▶ **Information shown**
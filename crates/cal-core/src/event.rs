//! Calendar event model.

use chrono::{DateTime, FixedOffset};
use serde::{Deserialize, Serialize};

/// A single calendar event, as produced by an event source.
///
/// `start` and `end` carry the offset they were resolved with. Well-formed
/// events satisfy `start <= end`.
#[derive(Debug, Clone, PartialEq, Serialize, Deserialize)]
pub struct CalendarEvent {
    /// Event title.
    pub summary: String,

    /// Start instant.
    pub start: DateTime<FixedOffset>,

    /// End instant.
    pub end: DateTime<FixedOffset>,

    /// Free-form description; hashtags are read from here.
    #[serde(default, skip_serializing_if = "Option::is_none")]
    pub description: Option<String>,

    /// Event location.
    #[serde(default, skip_serializing_if = "Option::is_none")]
    pub location: Option<String>,

    /// Unique identifier from the source (ICS `UID` or API id).
    #[serde(default, skip_serializing_if = "Option::is_none")]
    pub uid: Option<String>,

    /// Hashtags found in the description, in order of appearance.
    #[serde(default)]
    pub hashtags: Vec<String>,
}

impl CalendarEvent {
    /// Creates an event with only the required fields set.
    pub fn new(
        summary: impl Into<String>,
        start: DateTime<FixedOffset>,
        end: DateTime<FixedOffset>,
    ) -> Self {
        Self {
            summary: summary.into(),
            start,
            end,
            description: None,
            location: None,
            uid: None,
            hashtags: Vec::new(),
        }
    }

    /// Sets the description.
    pub fn with_description(mut self, description: impl Into<String>) -> Self {
        self.description = Some(description.into());
        self
    }

    /// Sets the location.
    pub fn with_location(mut self, location: impl Into<String>) -> Self {
        self.location = Some(location.into());
        self
    }

    /// Sets the unique identifier.
    pub fn with_uid(mut self, uid: impl Into<String>) -> Self {
        self.uid = Some(uid.into());
        self
    }

    /// Replaces the hashtag list.
    pub fn with_hashtags(mut self, hashtags: Vec<String>) -> Self {
        self.hashtags = hashtags;
        self
    }

    /// Duration in hours (`end - start`, fractional).
    pub fn duration_hours(&self) -> f64 {
        let seconds = (self.end - self.start).num_milliseconds() as f64 / 1000.0;
        seconds / 3600.0
    }

    /// Duration formatted as `H:MM`.
    ///
    /// Minutes are truncated, so a 90.9 minute event renders as `1:30`.
    pub fn duration_formatted(&self) -> String {
        let total_minutes = (self.duration_hours() * 60.0) as i64;
        let hours = total_minutes.div_euclid(60);
        let minutes = total_minutes.rem_euclid(60);
        format!("{hours}:{minutes:02}")
    }

    /// Hashtags joined with `", "` for flat output formats.
    pub fn hashtags_joined(&self) -> String {
        self.hashtags.join(", ")
    }

    /// Builds the flat export view of this event.
    pub fn to_record(&self) -> EventRecord {
        EventRecord {
            summary: self.summary.clone(),
            start: self.start.to_rfc3339(),
            end: self.end.to_rfc3339(),
            duration_hours: round_hours(self.duration_hours()),
            duration_formatted: self.duration_formatted(),
            description: self.description.clone().unwrap_or_default(),
            location: self.location.clone().unwrap_or_default(),
            hashtags: self.hashtags_joined(),
        }
    }
}

/// Flat, serializable view of an event used by exporters.
#[derive(Debug, Clone, PartialEq, Serialize)]
pub struct EventRecord {
    pub summary: String,
    pub start: String,
    pub end: String,
    pub duration_hours: f64,
    pub duration_formatted: String,
    pub description: String,
    pub location: String,
    pub hashtags: String,
}

/// Sum of the durations of `events`, in hours.
pub fn total_hours(events: &[CalendarEvent]) -> f64 {
    events.iter().map(CalendarEvent::duration_hours).sum()
}

/// Rounds an hour value to two decimals for display and export.
pub fn round_hours(hours: f64) -> f64 {
    (hours * 100.0).round() / 100.0
}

▶ **Exercise**
Lines from the top of the data above through the line with "pub fn with_location(mut", both ends included: copy them exactly, nothing more.

▶ **Solution to the exercise**
filename crates/cal-core/src/event.rs
//! Calendar event model.

use chrono::{DateTime, FixedOffset};
use serde::{Deserialize, Serialize};

/// A single calendar event, as produced by an event source.
///
/// `start` and `end` carry the offset they were resolved with. Well-formed
/// events satisfy `start <= end`.
#[derive(Debug, Clone, PartialEq, Serialize, Deserialize)]
pub struct CalendarEvent {
    /// Event title.
    pub summary: String,

    /// Start instant.
    pub start: DateTime<FixedOffset>,

    /// End instant.
    pub end: DateTime<FixedOffset>,

    /// Free-form description; hashtags are read from here.
    #[serde(default, skip_serializing_if = "Option::is_none")]
    pub description: Option<String>,

    /// Event location.
    #[serde(default, skip_serializing_if = "Option::is_none")]
    pub location: Option<String>,

    /// Unique identifier from the source (ICS `UID` or API id).
    #[serde(default, skip_serializing_if = "Option::is_none")]
    pub uid: Option<String>,

    /// Hashtags found in the description, in order of appearance.
    #[serde(default)]
    pub hashtags: Vec<String>,
}

impl CalendarEvent {
    /// Creates an event with only the required fields set.
    pub fn new(
        summary: impl Into<String>,
        start: DateTime<FixedOffset>,
        end: DateTime<FixedOffset>,
    ) -> Self {
        Self {
            summary: summary.into(),
            start,
            end,
            description: None,
            location: None,
            uid: None,
            hashtags: Vec::new(),
        }
    }

    /// Sets the description.
    pub fn with_description(mut self, description: impl Into<String>) -> Self {
        self.description = Some(description.into());
        self
    }

    /// Sets the location.
    pub fn with_location(mut self, location: impl Into<String>) -> Self {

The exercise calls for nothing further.